Loving Archicad since 1995 - Find Archicad Tips at x.com/laszlonagy
AMD Ryzen9 5900X CPU, 64 GB RAM 3600 MHz, Nvidia GTX 1060 6GB, 500 GB NVMe SSD
2x28" (2560x1440), Windows 10 PRO ENG, Ac20-Ac27
Anonymous
Not applicable
It must be a legacy thing. I recall working on a software in 1991 called Speedikon that displayed all walls as vectors with an arrow to indicate from where to where the wall had been drawn. The software did not live up to its name. 😞(
Anonymous
Not applicable
laszlonagy wrote:
Maybe it is a legacy thing. But I am just guessing.
I think you're right. As I recall it was a way to speed up work with large projects on slow computers. Pointless now as far as I can see.
Karl Ottenstein
Moderator
I still use this to verify where wall reference lines are. Years ago, it was the F7 shortcut key, which I still use to toggle it when needed. Sometimes walls don't connect properly, and you start thinking that the skin priorities are the issue, only to find that someone only brought the reference line up to the non-reference edge of a wall. Etc etc.

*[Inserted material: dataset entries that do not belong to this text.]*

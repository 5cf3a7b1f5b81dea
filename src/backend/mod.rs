//! # MQTT Transport Backend
//!
//! The backend is split in two halves:
//!
//! - [`MqttBackend`] is the shared handle. It only holds atomics, two signals
//!   and the request queue, so it can live in a `static` and be used from any
//!   task. `connect`, `disconnect`, `publish` and `subscribe` never block and
//!   never touch the socket.
//! - [`ConnectionPoll`] owns the connector, the session and the event
//!   handler. Its [`run`](ConnectionPoll::run) future is the dedicated task
//!   that performs all socket I/O and every state transition.
//!
//! ```text
//!            connect()                       CONNACK ok
//!   Idle ─────────────▶ Connecting ─────────────────────▶ Connected ─▶ Ready
//!    ▲                      │ resolve/connect/refused          │
//!    │                      ▼                                  ▼ fault / hangup / disconnect()
//!    └──────────────── Disconnected ◀──────────────────────────┘
//! ```
//!
//! Transport faults never surface as errors: the task notifies
//! [`BackendEvent::Disconnected`] once, closes the socket and goes back to
//! waiting for the next connect request.
//!
//! ```ignore
//! static BACKEND: MqttBackend = MqttBackend::new();
//!
//! let mut poll = ConnectionPoll::new(&BACKEND, config, "352656100123456", connector, handler)?;
//! spawner.spawn(async move { poll.run().await });
//! BACKEND.connect()?;
//! ```

mod poll;
mod request;

pub use poll::ConnectionPoll;
pub use request::{OwnedPublishRequest, Request, RequestChannel, Topic, TxMessage, owned_topic};

use core::sync::atomic::{AtomicBool, AtomicU8, Ordering};

use embassy_sync::blocking_mutex::raw::CriticalSectionRawMutex;
use embassy_sync::signal::Signal;

use crate::error::BackendError;

/// Connection state of the backend.
#[derive(Debug, Clone, Copy, PartialEq, Eq)]
#[cfg_attr(feature = "defmt", derive(defmt::Format))]
#[repr(u8)]
pub enum ConnectionState {
    Idle = 0,
    Connecting = 1,
    Connected = 2,
    Ready = 3,
    Disconnected = 4,
}

impl ConnectionState {
    fn from_u8(val: u8) -> Self {
        match val {
            1 => Self::Connecting,
            2 => Self::Connected,
            3 => Self::Ready,
            4 => Self::Disconnected,
            _ => Self::Idle,
        }
    }

    /// Whether publish and subscribe requests are accepted.
    pub fn is_connected(self) -> bool {
        matches!(self, Self::Connected | Self::Ready)
    }
}

/// Events raised by the polling task, in the order they happen.
#[derive(Debug, Clone, Copy, PartialEq, Eq)]
#[cfg_attr(feature = "defmt", derive(defmt::Format))]
pub enum BackendEvent<'a> {
    Connecting,
    /// The broker accepted the session.
    Connected,
    /// The session can be used for publish and subscribe.
    Ready,
    Disconnected,
    /// A publish arrived. The payload is only valid during the callback.
    DataReceived { topic: &'a str, payload: &'a [u8] },
}

/// Receives backend events on the polling task.
pub trait BackendEventHandler {
    fn on_event(&mut self, event: BackendEvent<'_>);
}

impl<F> BackendEventHandler for F
where
    F: FnMut(BackendEvent<'_>),
{
    fn on_event(&mut self, event: BackendEvent<'_>) {
        self(event)
    }
}

/// Shared handle to the transport backend.
pub struct MqttBackend {
    /// Set from an accepted connect request until the task resets to idle.
    poll_active: AtomicBool,
    disconnect_requested: AtomicBool,
    state: AtomicU8,
    connect_signal: Signal<CriticalSectionRawMutex, ()>,
    disconnect_signal: Signal<CriticalSectionRawMutex, ()>,
    pub(crate) requests: RequestChannel,
}

impl MqttBackend {
    pub const fn new() -> Self {
        Self {
            poll_active: AtomicBool::new(false),
            disconnect_requested: AtomicBool::new(false),
            state: AtomicU8::new(ConnectionState::Idle as u8),
            connect_signal: Signal::new(),
            disconnect_signal: Signal::new(),
            requests: RequestChannel::new(),
        }
    }

    /// Asks the polling task to open a connection.
    ///
    /// Returns [`BackendError::InProgress`] while an attempt or a session is
    /// active; requests are not queued.
    pub fn connect(&self) -> Result<(), BackendError> {
        if !self.claim() {
            debug!("Connection poll in progress");
            return Err(BackendError::InProgress);
        }
        self.connect_signal.signal(());
        Ok(())
    }

    /// Asks the polling task to close the session. Does nothing when idle.
    pub fn disconnect(&self) -> Result<(), BackendError> {
        if self.poll_active.load(Ordering::Acquire) {
            self.disconnect_requested.store(true, Ordering::Release);
            self.disconnect_signal.signal(());
        }
        Ok(())
    }

    /// Queues a publish. Acknowledgements are logged by the task, not reported.
    pub fn publish(&self, msg: &TxMessage<'_>) -> Result<(), BackendError> {
        if !self.state().is_connected() {
            return Err(BackendError::NotConnected);
        }
        let request = OwnedPublishRequest::from_message(msg)?;
        self.requests
            .try_send(Request::Publish(request))
            .map_err(|_| BackendError::QueueFull)
    }

    /// Queues a subscription to `topic` at QoS 1.
    pub fn subscribe(&self, topic: &str) -> Result<(), BackendError> {
        if !self.state().is_connected() {
            return Err(BackendError::NotConnected);
        }
        let topic = owned_topic(topic)?;
        self.requests
            .try_send(Request::Subscribe(topic))
            .map_err(|_| BackendError::QueueFull)
    }

    pub fn state(&self) -> ConnectionState {
        ConnectionState::from_u8(self.state.load(Ordering::Acquire))
    }

    /// Whether a connection attempt or session is in progress.
    pub fn is_active(&self) -> bool {
        self.poll_active.load(Ordering::Acquire)
    }

    pub(crate) fn set_state(&self, state: ConnectionState) {
        debug!("Backend state: {:?}", state);
        self.state.store(state as u8, Ordering::Release);
    }

    /// Takes the connection slot. Returns `false` if it was already taken.
    pub(crate) fn claim(&self) -> bool {
        if self
            .poll_active
            .compare_exchange(false, true, Ordering::AcqRel, Ordering::Acquire)
            .is_err()
        {
            return false;
        }
        self.disconnect_requested.store(false, Ordering::Release);
        self.disconnect_signal.reset();
        true
    }

    fn disconnect_requested(&self) -> bool {
        self.disconnect_requested.load(Ordering::Acquire)
    }
}

impl Default for MqttBackend {
    fn default() -> Self {
        Self::new()
    }
}
//! # Cloud Connectivity for Cellular Asset Trackers
//!
//! `tracker-cloud` is a `no_std` library that connects a tracker to its cloud
//! over MQTT, built on the [Embassy](https://embassy.dev/) async ecosystem.
//!
//! ## Layers
//!
//! - **Cloud codec** ([`codec`]): encodes sensor readings into the cloud's
//!   JSON envelope and decodes command documents by walking a static command
//!   tree, calling a handler once per recognized command.
//! - **Transport backend** ([`backend`]): a single MQTT connection slot. A
//!   shared [`MqttBackend`] handle accepts connect, disconnect, publish and
//!   subscribe requests from any task; a [`ConnectionPoll`] task owns the
//!   socket, keeps the session alive and recovers from faults by returning to
//!   idle.
//! - **Cloud wrapper** ([`cloud`]): derives the client id and per-device
//!   topics and turns backend events into a small set of application events.
//!
//! The MQTT 3.1.1 session itself lives in [`client`] on top of the
//! [`packet`] codecs, over any [`transport::MqttTransport`]: plain TCP or
//! TLS 1.3 through `embassy-net`, or a custom link.
//!
//! ## Features
//!
//! - `log`: log through the `log` crate.
//! - `defmt`: log through `defmt`. Mutually exclusive with `log`.

#![cfg_attr(not(test), no_std)]

extern crate alloc;

// This mod MUST go first, so that the others see its macros.
#[macro_use]
mod fmt;

pub mod backend;
pub mod client;
pub mod cloud;
pub mod codec;
pub mod config;
pub mod error;
pub mod packet;
pub mod transport;
pub mod util;

// Re-export key types for easier access at the crate root.
pub use backend::{BackendEvent, ConnectionPoll, ConnectionState, MqttBackend, TxMessage};
pub use client::{MqttClient, MqttOptions};
pub use cloud::{ClientId, CloudConfig, CloudWrapEvent, CloudWrapper};
pub use codec::{ChannelData, CloudChannel, CloudCodec, CloudCommand};
pub use config::{BackendConfig, BrokerConfig, TlsConfig};
pub use error::{BackendError, CodecError, MqttError, WrapError};
pub use packet::QoS;
pub use transport::{
    Connector, MqttTransport, TcpConnector, TcpTransport, TlsConnector, TlsCredentials, TlsTransport,
};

Important to remember that walls in ArchiCAD are really thick, tall lines. The reference line is critical, and this function is the best way to see what is happening.

(The reference line direction is also shown when walls are not cleaned-up. I have not tested this for several versions now, but it used to be that various things like texture alignment in 3D and accessory behavior, magic wand behavior, and the order of points in an autoscripted GDL object were affected by the direction. Can't say I've had the direction affect anything for me in a long time though.)

The interesting thing about the original screenshot is that the reference line direction is NOT shown. I never realized that there was a separate On Screen Option for showing reference lines ... and it is toggled when you toggle Wall/Beam cleanup. But, doing a Wall/Beam Intersection resets it so that the reference lines show up again the next time intersections are not generated.
One of the forum moderators
AC 28 USA and earlier   •   macOS Sonoma 14.7.1, MacBook Pro M2 Max 12CPU/30GPU cores, 32GB
Anonymous
Not applicable
Karl wrote:
I still use this to verify where wall reference lines are. Years ago, it was the F7 shortcut key, which I still use to toggle it when needed. Sometimes walls don't connect properly, and you start thinking that the skin priorities are the issue, only to find that someone only brought the reference line up to the non-reference edge of a wall. Etc etc.
I used to use it for the same purpose but now that we can toggle the reference lines (with arrows) I see no need to turn off the clean intersections.